**** RECORDS PROVIDED ****

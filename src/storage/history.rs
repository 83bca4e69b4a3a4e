//! Recent search/plan history, capped and newest first.

use std::sync::Arc;

use chrono::{DateTime, Utc};
use serde::{Deserialize, Serialize};
use tracing::warn;
use uuid::Uuid;

use crate::error::Result;
use crate::storage::kv::KvStore;

const HISTORY_KEY: &str = "trip_app_history";
const MAX_HISTORY: usize = 20;

/// One history entry, e.g. a searched activity or a generated plan.
#[derive(Debug, Clone, Serialize, Deserialize)]
#[serde(rename_all = "camelCase")]
pub struct HistoryEntry {
    pub id: String,
    /// Entry category, e.g. "activity" or "plan"
    pub kind: String,
    pub label: String,
    pub timestamp: DateTime<Utc>,
}

#[derive(Clone)]
pub struct HistoryStore {
    kv: Arc<dyn KvStore>,
}

impl HistoryStore {
    pub fn new(kv: Arc<dyn KvStore>) -> Self {
        Self { kv }
    }

    pub async fn list(&self) -> Vec<HistoryEntry> {
        let Some(value) = self.kv.get(HISTORY_KEY).await else {
            return Vec::new();
        };
        match serde_json::from_value(value) {
            Ok(entries) => entries,
            Err(err) => {
                warn!(target: "trip_planner::storage", error = %err, "history unreadable, starting empty");
                Vec::new()
            }
        }
    }

    /// Prepend an entry, keeping only the most recent `MAX_HISTORY`.
    pub async fn record(&self, kind: &str, label: &str) -> Result<HistoryEntry> {
        let entry = HistoryEntry {
            id: format!("{kind}_{}", Uuid::new_v4()),
            kind: kind.to_string(),
            label: label.to_string(),
            timestamp: Utc::now(),
        };

        let mut entries = self.list().await;
        entries.insert(0, entry.clone());
        entries.truncate(MAX_HISTORY);

        self.kv
            .set(HISTORY_KEY, &serde_json::to_value(&entries)?)
            .await?;
        Ok(entry)
    }

    pub async fn remove(&self, id: &str) -> Result<()> {
        let mut entries = self.list().await;
        entries.retain(|entry| entry.id != id);
        self.kv
            .set(HISTORY_KEY, &serde_json::to_value(&entries)?)
            .await
    }

    pub async fn clear(&self) -> Result<()> {
        self.kv.delete(HISTORY_KEY).await
    }
}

****

GOAL OF THE EXERCISE -> All records above must be printed again, exactly.

TASK ANSWER ->
filename src/storage/history.rs
repository 83bca4e69b4a3a4e
//! Recent search/plan history, capped and newest first.

use std::sync::Arc;

use chrono::{DateTime, Utc};
use serde::{Deserialize, Serialize};
use tracing::warn;
use uuid::Uuid;

use crate::error::Result;
use crate::storage::kv::KvStore;

const HISTORY_KEY: &str = "trip_app_history";
const MAX_HISTORY: usize = 20;

/// One history entry, e.g. a searched activity or a generated plan.
#[derive(Debug, Clone, Serialize, Deserialize)]
#[serde(rename_all = "camelCase")]
pub struct HistoryEntry {
    pub id: String,
    /// Entry category, e.g. "activity" or "plan"
    pub kind: String,
    pub label: String,
    pub timestamp: DateTime<Utc>,
}

#[derive(Clone)]
pub struct HistoryStore {
    kv: Arc<dyn KvStore>,
}

impl HistoryStore {
    pub fn new(kv: Arc<dyn KvStore>) -> Self {
        Self { kv }
    }

    pub async fn list(&self) -> Vec<HistoryEntry> {
        let Some(value) = self.kv.get(HISTORY_KEY).await else {
            return Vec::new();
        };
        match serde_json::from_value(value) {
            Ok(entries) => entries,
            Err(err) => {
                warn!(target: "trip_planner::storage", error = %err, "history unreadable, starting empty");
                Vec::new()
            }
        }
    }

    /// Prepend an entry, keeping only the most recent `MAX_HISTORY`.
    pub async fn record(&self, kind: &str, label: &str) -> Result<HistoryEntry> {
        let entry = HistoryEntry {
            id: format!("{kind}_{}", Uuid::new_v4()),
            kind: kind.to_string(),
            label: label.to_string(),
            timestamp: Utc::now(),
        };

        let mut entries = self.list().await;
        entries.insert(0, entry.clone());
        entries.truncate(MAX_HISTORY);

        self.kv
            .set(HISTORY_KEY, &serde_json::to_value(&entries)?)
            .await?;
        Ok(entry)
    }

    pub async fn remove(&self, id: &str) -> Result<()> {
        let mut entries = self.list().await;
        entries.retain(|entry| entry.id != id);
        self.kv
            .set(HISTORY_KEY, &serde_json::to_value(&entries)?)
            .await
    }

    pub async fn clear(&self) -> Result<()> {
        self.kv.delete(HISTORY_KEY).await
    }
}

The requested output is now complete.